1. It’s an application.
Not a magazine, not a newspaper. Take advantage of the knowledge people already have with iPhone OS that is similar in ipad – they prefer interfaces, buttons, transitions, etc:

  • good apps are non linear
  • you can access content from anywhere in the app. There’s no dead ens in the app
  • back/lists, searchbuttons are essential

Good app supports both otrientations: horizontal and vertical. They dont’ require user to learn, if u need instruction, it’s poorly designed. You have to be clear in the interface.  Very simple information hierarchy is needed – simplify and eliminate the unnecessary. Apps allow the user to leave and come back to where he stopped – try to produce the best reading experience.
2. The designers should think about templates not pages. They must now build templates useful to several articles. All the graphic styles they use in newspapers or in magazines must work on the tablets as well
when it looks great on iPad, it will look great on any other tablet. Remember that iPad is the testing ground also for the other tablets.
3. Personalize – the reader is now in control. Allow the reader to define the settings of the app easily. The more , the better.
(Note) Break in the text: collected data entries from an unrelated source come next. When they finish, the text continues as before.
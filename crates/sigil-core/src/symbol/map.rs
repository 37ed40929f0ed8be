//! Seeded generation of the per-world symbol map.
//!
//! # Determinism
//!
//! The generator is a `ChaCha8Rng` seeded solely from the world seed, and it
//! is consumed in a fixed order:
//!
//! 1. shuffle the unanchored symbols; the anchored symbols followed by the
//!    shuffled ones form the selection order, cut at `symbol_count`
//! 2. shuffle the unanchored concepts; the anchored concepts followed by the
//!    shuffled ones form the cycle (symbol `i` takes concept `i % len`)
//! 3. per concept in cycle order: pick a subtype, then draw one variance
//!    factor per base modifier
//!
//! Anchored concepts and concepts without subtype candidates take their
//! subtype without drawing, so the consumption order depends only on the
//! catalog, never on earlier draws.
//!
//! The standard catalog anchors `symbol_leaf` to Bloom with `HealingGrowth`;
//! the rest of the map varies by seed.

use std::collections::{BTreeMap, BTreeSet};

use rand::seq::SliceRandom;
use rand::{Rng, SeedableRng};
use rand_chacha::ChaCha8Rng;
use serde::{Deserialize, Serialize};
use tracing::{debug, error, warn};

use super::catalog::{GenerationFault, SymbolCatalog, STANDARD_SYMBOL_POOL};
use super::{Concept, ModifierKind, Subtype, SymbolDefinition, SymbolId};

/// Lower bound of the multiplicative modifier variance.
const VARIANCE_MIN: f32 = 0.9;
/// Upper bound of the multiplicative modifier variance.
const VARIANCE_MAX: f32 = 1.1;

/// The generated symbol → concept → subtype → modifier mapping of one world.
///
/// Definitions are stored densely in generation order; lookups by symbol go
/// through an ordered index into that storage.
#[derive(Debug, Clone, PartialEq, Serialize, Deserialize)]
pub struct SymbolMap {
    seed: u64,
    definitions: Vec<SymbolDefinition>,
    index: BTreeMap<SymbolId, usize>,
    fault: Option<GenerationFault>,
}

impl SymbolMap {
    /// Generates the map for a world from the standard catalog.
    ///
    /// # Arguments
    ///
    /// * `seed` - World seed; the only source of randomness
    /// * `symbol_count` - Number of symbols to select from the pool
    #[must_use]
    pub fn generate(seed: u64, symbol_count: usize) -> Self {
        Self::generate_from(&SymbolCatalog::standard(), seed, symbol_count)
    }

    /// Generates the map from an explicit catalog.
    ///
    /// A malformed catalog aborts seeded generation; the fault is logged and
    /// an all-`Basic` mapping is returned instead. The fault stays readable
    /// through [`SymbolMap::fault`].
    #[must_use]
    pub fn generate_from(catalog: &SymbolCatalog, seed: u64, symbol_count: usize) -> Self {
        match catalog.validate() {
            Ok(()) => Self::seeded(catalog, seed, symbol_count),
            Err(fault) => {
                error!(seed, %fault, "symbol catalog is malformed, using Basic fallback mapping");
                Self::fallback(catalog, seed, symbol_count, fault)
            }
        }
    }

    fn seeded(catalog: &SymbolCatalog, seed: u64, symbol_count: usize) -> Self {
        let mut rng = ChaCha8Rng::seed_from_u64(seed);
        let anchors = catalog.anchors();

        let mut pool: Vec<SymbolId> = catalog
            .symbols()
            .iter()
            .filter(|s| !anchors.iter().any(|a| &a.symbol == *s))
            .cloned()
            .collect();
        pool.shuffle(&mut rng);
        let count = clamp_count(symbol_count, catalog.symbols().len());
        let selected: Vec<SymbolId> = anchors
            .iter()
            .map(|a| a.symbol.clone())
            .chain(pool)
            .take(count)
            .collect();

        let mut concepts: Vec<Concept> = catalog
            .concepts()
            .iter()
            .copied()
            .filter(|&c| catalog.anchor_for(c).is_none())
            .collect();
        concepts.shuffle(&mut rng);
        let concepts: Vec<Concept> = anchors.iter().map(|a| a.concept).chain(concepts).collect();

        let mut flavours: BTreeMap<Concept, (Subtype, BTreeMap<ModifierKind, f32>)> =
            BTreeMap::new();
        for &concept in &concepts {
            let candidates = catalog.candidates(concept);
            let subtype = match catalog.anchor_for(concept) {
                Some(anchor) => anchor.subtype,
                None if candidates.is_empty() => Subtype::Basic,
                None => candidates[rng.gen_range(0..candidates.len())],
            };
            let modifiers = catalog
                .base_modifiers(subtype)
                .iter()
                .map(|&(kind, base)| (kind, base * rng.gen_range(VARIANCE_MIN..=VARIANCE_MAX)))
                .collect();
            flavours.insert(concept, (subtype, modifiers));
        }

        let definitions = selected
            .into_iter()
            .enumerate()
            .map(|(i, id)| {
                let concept = concepts[i % concepts.len()];
                let (subtype, modifiers) = flavours[&concept].clone();
                SymbolDefinition {
                    id,
                    concept,
                    subtype,
                    modifiers,
                }
            })
            .collect();

        let map = Self::from_definitions(seed, definitions, None);
        debug!(seed, symbols = map.len(), "generated symbol map");
        map
    }

    fn fallback(
        catalog: &SymbolCatalog,
        seed: u64,
        symbol_count: usize,
        fault: GenerationFault,
    ) -> Self {
        let mut seen = BTreeSet::new();
        let mut pool: Vec<SymbolId> = catalog
            .symbols()
            .iter()
            .filter(|s| seen.insert((*s).clone()))
            .cloned()
            .collect();
        if pool.is_empty() {
            pool = STANDARD_SYMBOL_POOL.iter().map(|s| SymbolId::new(s)).collect();
        }

        let mut seen = BTreeSet::new();
        let mut concepts: Vec<Concept> = catalog
            .concepts()
            .iter()
            .copied()
            .filter(|c| !c.is_none() && seen.insert(*c))
            .collect();
        if concepts.is_empty() {
            concepts = Concept::ALL.to_vec();
        }

        let basic: BTreeMap<ModifierKind, f32> =
            Subtype::Basic.base_modifiers().iter().copied().collect();
        let count = clamp_count(symbol_count, pool.len());
        let definitions = pool
            .into_iter()
            .take(count)
            .enumerate()
            .map(|(i, id)| SymbolDefinition {
                id,
                concept: concepts[i % concepts.len()],
                subtype: Subtype::Basic,
                modifiers: basic.clone(),
            })
            .collect();

        Self::from_definitions(seed, definitions, Some(fault))
    }

    fn from_definitions(
        seed: u64,
        definitions: Vec<SymbolDefinition>,
        fault: Option<GenerationFault>,
    ) -> Self {
        let index = definitions
            .iter()
            .enumerate()
            .map(|(i, def)| (def.id.clone(), i))
            .collect();
        Self {
            seed,
            definitions,
            index,
            fault,
        }
    }

    /// Looks up a symbol's definition; `None` means the symbol is invalid in
    /// this world.
    #[must_use]
    pub fn by_symbol(&self, id: &str) -> Option<&SymbolDefinition> {
        self.index.get(id).map(|&i| &self.definitions[i])
    }

    /// Returns the first definition (in generation order) with the given concept.
    #[must_use]
    pub fn by_concept(&self, concept: Concept) -> Option<&SymbolDefinition> {
        self.definitions.iter().find(|def| def.concept == concept)
    }

    /// Returns a symbol's concept, or the [`Concept::None`] sentinel for
    /// unmapped symbols. Callers must check for the sentinel.
    #[must_use]
    pub fn concept_of(&self, id: &str) -> Concept {
        self.by_symbol(id).map_or(Concept::None, |def| def.concept)
    }

    /// Concepts assigned to at least one symbol in this world.
    #[must_use]
    pub fn concepts_present(&self) -> BTreeSet<Concept> {
        self.definitions.iter().map(|def| def.concept).collect()
    }

    /// Iterates definitions in generation order.
    pub fn iter(&self) -> impl Iterator<Item = &SymbolDefinition> + '_ {
        self.definitions.iter()
    }

    /// The world seed this map was generated from.
    #[must_use]
    pub fn seed(&self) -> u64 {
        self.seed
    }

    /// The catalog fault that forced the fallback mapping, if any.
    #[must_use]
    pub fn fault(&self) -> Option<&GenerationFault> {
        self.fault.as_ref()
    }

    /// Number of symbols in this world.
    #[must_use]
    pub fn len(&self) -> usize {
        self.definitions.len()
    }

    /// Returns true if the world has no symbols.
    #[must_use]
    pub fn is_empty(&self) -> bool {
        self.definitions.is_empty()
    }
}

fn clamp_count(requested: usize, available: usize) -> usize {
    if requested > available {
        warn!(requested, available, "symbol count exceeds pool size, clamping");
    }
    requested.min(available)
}
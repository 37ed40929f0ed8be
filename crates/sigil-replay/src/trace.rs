//! Recorded input traces.

use std::collections::BTreeMap;
use std::fs;
use std::path::Path;

use anyhow::{Context, Result};
use serde::{Deserialize, Serialize};

use sigil_core::caster::{CasterId, CasterRoster};
use sigil_core::command::TimedCommand;
use sigil_core::resources::{InMemoryResources, ResourceKind};

/// One caster taking part in a trace.
#[derive(Debug, Clone, Serialize, Deserialize)]
pub struct TraceCaster {
    /// Caster id used by the commands.
    pub id: CasterId,
    /// Marks the player-controlled caster.
    #[serde(default)]
    pub player: bool,
    /// Full resource pools at the start of the trace.
    #[serde(default)]
    pub resources: BTreeMap<ResourceKind, f32>,
}

/// A recorded session: who took part and what they did, tick by tick.
#[derive(Debug, Clone, Serialize, Deserialize)]
pub struct Trace {
    /// Fingerprint of the world the trace was captured in, if recorded.
    #[serde(default)]
    pub fingerprint: Option<u64>,
    /// Participating casters.
    pub casters: Vec<TraceCaster>,
    /// Commands in submission order.
    pub commands: Vec<TimedCommand>,
}

impl Trace {
    /// Reads a JSON trace file.
    pub fn load(path: &Path) -> Result<Self> {
        let source = fs::read_to_string(path)
            .with_context(|| format!("reading trace {}", path.display()))?;
        serde_json::from_str(&source).with_context(|| format!("parsing trace {}", path.display()))
    }

    /// Last tick with a scheduled command.
    #[must_use]
    pub fn last_tick(&self) -> u64 {
        self.commands.iter().map(|c| c.tick).max().unwrap_or(0)
    }

    /// Registry holding every caster of the trace.
    #[must_use]
    pub fn roster(&self) -> CasterRoster {
        let mut roster = CasterRoster::new();
        for caster in &self.casters {
            if caster.player {
                roster.set_player(caster.id);
            } else {
                roster.register(caster.id);
            }
        }
        roster
    }

    /// Resource pools filled to the trace's starting values.
    #[must_use]
    pub fn resources(&self) -> InMemoryResources {
        let mut pools = InMemoryResources::new();
        for caster in &self.casters {
            for (&kind, &amount) in &caster.resources {
                pools.set_full(caster.id, kind, amount);
            }
        }
        pools
    }

    /// Commands scheduled for `tick`, in submission order.
    pub fn at(&self, tick: u64) -> impl Iterator<Item = &TimedCommand> + '_ {
        self.commands.iter().filter(move |c| c.tick == tick)
    }
}

#[cfg(test)]
mod tests {
    use super::*;
    use sigil_core::caster::CasterRegistry;
    use sigil_core::command::CasterCommand;
    use sigil_core::resources::ResourcePool;

    const TRACE: &str = r#"{
        "casters": [
            { "id": 1, "player": true, "resources": { "chakra": 100.0 } },
            { "id": 2 }
        ],
        "commands": [
            { "tick": 0, "command": "press_symbol", "caster": 1, "symbol": "symbol_leaf" },
            { "tick": 3, "command": "cancel", "caster": 1 },
            { "tick": 3, "command": "damage", "caster": 2, "amount": 12.5 }
        ]
    }"#;

    #[test]
    fn parses_trace() {
        let trace: Trace = serde_json::from_str(TRACE).unwrap();
        assert_eq!(trace.casters.len(), 2);
        assert_eq!(trace.last_tick(), 3);
        assert_eq!(trace.fingerprint, None);
        assert_eq!(trace.at(3).count(), 2);
        assert!(matches!(
            trace.commands[0].command,
            CasterCommand::PressSymbol { .. }
        ));
    }

    #[test]
    fn builds_collaborators() {
        let trace: Trace = serde_json::from_str(TRACE).unwrap();
        let roster = trace.roster();
        assert_eq!(roster.player(), Some(CasterId::new(1)));
        assert!(roster.is_registered(CasterId::new(2)));

        let pools = trace.resources();
        assert_eq!(pools.current(CasterId::new(1), ResourceKind::Chakra), 100.0);
        assert_eq!(pools.current(CasterId::new(2), ResourceKind::Chakra), 0.0);
    }

    #[test]
    fn demo_session_replays() {
        use sigil_core::{SpellConfig, SpellEngine};

        let config = SpellConfig::from_toml_str(include_str!("../../../demos/world.toml")).unwrap();
        let trace: Trace = serde_json::from_str(include_str!("../../../demos/session.json")).unwrap();
        let mut engine = SpellEngine::builder(config)
            .with_registry(Box::new(trace.roster()))
            .with_resources(Box::new(trace.resources()))
            .build()
            .unwrap();

        for tick in 0..=trace.last_tick() {
            for timed in trace.at(tick) {
                engine.submit(timed.command.clone());
            }
            engine.step();
        }
        assert!(!engine.take_events().is_empty());
    }
}
//! Determinism and end-to-end tests for the spell engine.
//!
//! - `determinism.rs`: same seed and trace, same map and events
//! - `integration.rs`: presses through resolution to cast lifecycle
//! - `helpers.rs`: engine setup and event filters

mod helpers;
Personalize the layout, typography, etc. Give reader a new reading experience.
4. Technology is also content. ave programmers as part of the newsroom. Editorial team will have that way much more control over the final product.
5. Choose the right flow of the information inside the iPad app. Change the content not the menus. Ideal architecture of an app is connected, non-linear and dynamic. Remember, it is something totally different than the newspaper flow.